> WHAT TO WORK ON
Filter the entries below, keeping only lines with "leaveID".

> EXERCISE INPUT
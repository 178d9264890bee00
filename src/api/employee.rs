use crate::{
    api::project::ProjectDto,
    auth::auth::AuthUser,
    error::ApiError,
    model::{
        employee::Employee,
        leave::{Leave, LeaveStatus, LeaveType, NewLeave},
    },
    store::Stores,
    utils::validation::{
        ValidationErrors, validate_leave_ids, validate_leave_updates, validate_new_leaves,
    },
};
use actix_web::{HttpRequest, HttpResponse, web};
use chrono::NaiveDate;
use serde::{Deserialize, Serialize};
use tracing::{debug, info};
use utoipa::ToSchema;

#[derive(Debug, Serialize, Deserialize, ToSchema)]
#[schema(example = json!({
    "id": 7,
    "first_name": "John",
    "second_name": "Doe",
    "mail": "john.doe@company.com",
    "max_role": "Employee",
    "projects": [{"id": 1, "name": "Timesheet portal"}]
}))]
pub struct EmployeeDto {
    pub id: u64,
    pub first_name: String,
    pub second_name: String,
    pub mail: String,
    pub max_role: String,
    pub projects: Vec<ProjectDto>,
}

impl From<Employee> for EmployeeDto {
    fn from(employee: Employee) -> Self {
        Self {
            id: employee.id,
            first_name: employee.first_name,
            second_name: employee.second_name,
            mail: employee.mail,
            max_role: employee.max_role,
            projects: employee.projects.into_iter().map(ProjectDto::from).collect(),
        }
    }
}

#[derive(Debug, Serialize, Deserialize, ToSchema)]
pub struct LeaveDto {
    #[schema(example = 101)]
    pub id: u64,
    #[schema(example = 7)]
    pub employee_id: u64,
    #[schema(example = "2026-01-01", format = "date", value_type = String)]
    pub start_date: NaiveDate,
    #[schema(example = "2026-01-03", format = "date", value_type = String)]
    pub end_date: NaiveDate,
    pub leave_type: LeaveType,
    pub status: LeaveStatus,
}

impl From<Leave> for LeaveDto {
    fn from(leave: Leave) -> Self {
        Self {
            id: leave.id,
            employee_id: leave.employee_id,
            start_date: leave.start_date,
            end_date: leave.end_date,
            leave_type: leave.leave_type,
            status: leave.status,
        }
    }
}

/// New leave entry; the owner comes from the path.
#[derive(Debug, Deserialize, ToSchema)]
pub struct LeaveInput {
    #[schema(example = "2026-01-01", format = "date", value_type = String)]
    pub start_date: NaiveDate,
    #[schema(example = "2026-01-03", format = "date", value_type = String)]
    pub end_date: NaiveDate,
    #[schema(example = "annual")]
    pub leave_type: LeaveType,
    /// Defaults to `pending`
    #[serde(default)]
    pub status: Option<LeaveStatus>,
}

impl From<LeaveInput> for NewLeave {
    fn from(input: LeaveInput) -> Self {
        Self {
            start_date: input.start_date,
            end_date: input.end_date,
            leave_type: input.leave_type,
            status: input.status.unwrap_or_default(),
        }
    }
}

/// Full replacement of an existing leave, addressed by `id`.
#[derive(Debug, Deserialize, ToSchema)]
pub struct LeaveUpdate {
    #[schema(example = 101)]
    pub id: u64,
    #[schema(example = "2026-01-01", format = "date", value_type = String)]
    pub start_date: NaiveDate,
    #[schema(example = "2026-01-03", format = "date", value_type = String)]
    pub end_date: NaiveDate,
    pub leave_type: LeaveType,
    pub status: LeaveStatus,
}

impl LeaveUpdate {
    pub fn into_leave(self, employee_id: u64) -> Leave {
        Leave {
            id: self.id,
            employee_id,
            start_date: self.start_date,
            end_date: self.end_date,
            leave_type: self.leave_type,
            status: self.status,
        }
    }
}

/// Get Employee info
#[utoipa::path(
    get,
    path = "/api/employee/{employee_id}/info",
    params(
        ("employee_id" = u64, Path, description = "Employee ID")
    ),
    responses(
        (status = 200, description = "Employee found", body = EmployeeDto),
        (status = 401, description = "Unauthorized"),
        (status = 403, description = "Caller may not view this employee"),
        (status = 404, description = "Employee not found", body = Object, example = json!({
            "message": "Employee 42 not found"
        }))
    ),
    tag = "Employee",
    security(
        ("bearer_auth" = [])
    )
)]
pub async fn get_info(
    auth: AuthUser,
    stores: web::Data<Stores>,
    path: web::Path<u64>,
) -> Result<HttpResponse, ApiError> {
    let employee_id = path.into_inner();
    auth.require_access_allowed(employee_id)?;

    let employee = stores.employees.find_employee(employee_id).await?;

    Ok(HttpResponse::Ok().json(EmployeeDto::from(employee)))
}

/// List leaves of an employee
#[utoipa::path(
    get,
    path = "/api/employee/{employee_id}/leaves",
    params(
        ("employee_id" = u64, Path, description = "Employee ID")
    ),
    responses(
        (status = 200, description = "Leaves of the employee", body = [LeaveDto]),
        (status = 401, description = "Unauthorized"),
        (status = 404, description = "Employee not found", body = Object, example = json!({
            "message": "Employee 42 not found"
        }))
    ),
    tag = "Leave",
    security(
        ("bearer_auth" = [])
    )
)]
pub async fn get_leaves(
    _auth: AuthUser,
    stores: web::Data<Stores>,
    path: web::Path<u64>,
) -> Result<HttpResponse, ApiError> {
    let employee_id = path.into_inner();

    let leaves: Vec<LeaveDto> = stores
        .employees
        .find_leaves(employee_id)
        .await?
        .into_iter()
        .map(LeaveDto::from)
        .collect();

    debug!(employee_id, leave_count = leaves.len(), "Fetched leaves");
    Ok(HttpResponse::Ok().json(leaves))
}

/// Add leaves for an employee
#[utoipa::path(
    post,
    path = "/api/employee/{employee_id}/leaves",
    params(
        ("employee_id" = u64, Path, description = "Employee ID")
    ),
    request_body(
        content = [LeaveInput],
        description = "Leaves to append",
        content_type = "application/json"
    ),
    responses(
        (status = 200, description = "Leaves added"),
        (status = 400, description = "Missing or invalid body", body = Object, example = json!({
            "message": "Validation failed",
            "errors": [{
                "field": "[0].end_date",
                "message": "end_date must not be before start_date"
            }]
        })),
        (status = 401, description = "Unauthorized"),
        (status = 404, description = "Employee not found")
    ),
    tag = "Leave",
    security(
        ("bearer_auth" = [])
    )
)]
pub async fn add_leaves(
    auth: AuthUser,
    stores: web::Data<Stores>,
    path: web::Path<u64>,
    body: web::Json<Option<Vec<LeaveInput>>>,
) -> Result<HttpResponse, ApiError> {
    let employee_id = path.into_inner();
    let leaves = validate_new_leaves(body.into_inner())?;

    let added = stores.employees.add_leaves(employee_id, leaves).await?;

    info!(
        employee_id,
        user_id = auth.user_id,
        username = %auth.username,
        leave_count = added.len(),
        "Leaves added"
    );
    Ok(HttpResponse::Ok().finish())
}

/// Update leaves of an employee
#[utoipa::path(
    put,
    path = "/api/employee/{employee_id}/leaves",
    params(
        ("employee_id" = u64, Path, description = "Employee ID")
    ),
    request_body(
        content = [LeaveUpdate],
        description = "Leaves to replace, matched by id",
        content_type = "application/json"
    ),
    responses(
        (status = 200, description = "Leaves updated"),
        (status = 400, description = "Missing or invalid body"),
        (status = 401, description = "Unauthorized"),
        (status = 403, description = "A leave belongs to another employee"),
        (status = 404, description = "Employee or leave not found")
    ),
    tag = "Leave",
    security(
        ("bearer_auth" = [])
    )
)]
pub async fn update_leaves(
    auth: AuthUser,
    stores: web::Data<Stores>,
    path: web::Path<u64>,
    body: web::Json<Option<Vec<LeaveUpdate>>>,
) -> Result<HttpResponse, ApiError> {
    let employee_id = path.into_inner();
    let leaves = validate_leave_updates(employee_id, body.into_inner())?;
    let leave_count = leaves.len();

    stores.employees.update_leaves(employee_id, leaves).await?;

    info!(
        employee_id,
        user_id = auth.user_id,
        username = %auth.username,
        leave_count,
        "Leaves updated"
    );
    Ok(HttpResponse::Ok().finish())
}

/// Delete leaves of an employee
#[utoipa::path(
    delete,
    path = "/api/employee/{employee_id}/leaves",
    params(
        ("employee_id" = u64, Path, description = "Employee ID"),
        (
            "leaveID" = Vec<u64>,
            Query,
            description = "Leave id, repeat for several: ?leaveID=1&leaveID=2"
        )
    ),
    responses(
        (status = 200, description = "Leaves deleted"),
        (status = 400, description = "Missing or malformed leave ids"),
        (status = 401, description = "Unauthorized"),
        (
            status = 403,
            description = "A leave belongs to another employee",
            body = Object,
            example = json!({"message": "Leave 101 does not belong to employee 7"})
        ),
        (status = 404, description = "Employee or leave not found")
    ),
    tag = "Leave",
    security(
        ("bearer_auth" = [])
    )
)]
pub async fn delete_leaves(
    auth: AuthUser,
    stores: web::Data<Stores>,
    path: web::Path<u64>,
    req: HttpRequest,
) -> Result<HttpResponse, ApiError> {
    let employee_id = path.into_inner();

    // repeated keys, so decode into pairs rather than a struct
    let pairs = web::Query::<Vec<(String, String)>>::from_query(req.query_string())
        .map_err(|e| ValidationErrors::single("query", e.to_string()))?
        .into_inner();
    let leave_ids = validate_leave_ids(&pairs)?;

    stores.employees.delete_leaves(employee_id, &leave_ids).await?;

    info!(
        employee_id,
        user_id = auth.user_id,
        username = %auth.username,
        leave_ids = ?leave_ids,
        "Leaves deleted"
    );
    Ok(HttpResponse::Ok().finish())
}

> TASK OUTPUT
            "leaveID" = Vec<u64>,
            description = "Leave id, repeat for several: ?leaveID=1&leaveID=2"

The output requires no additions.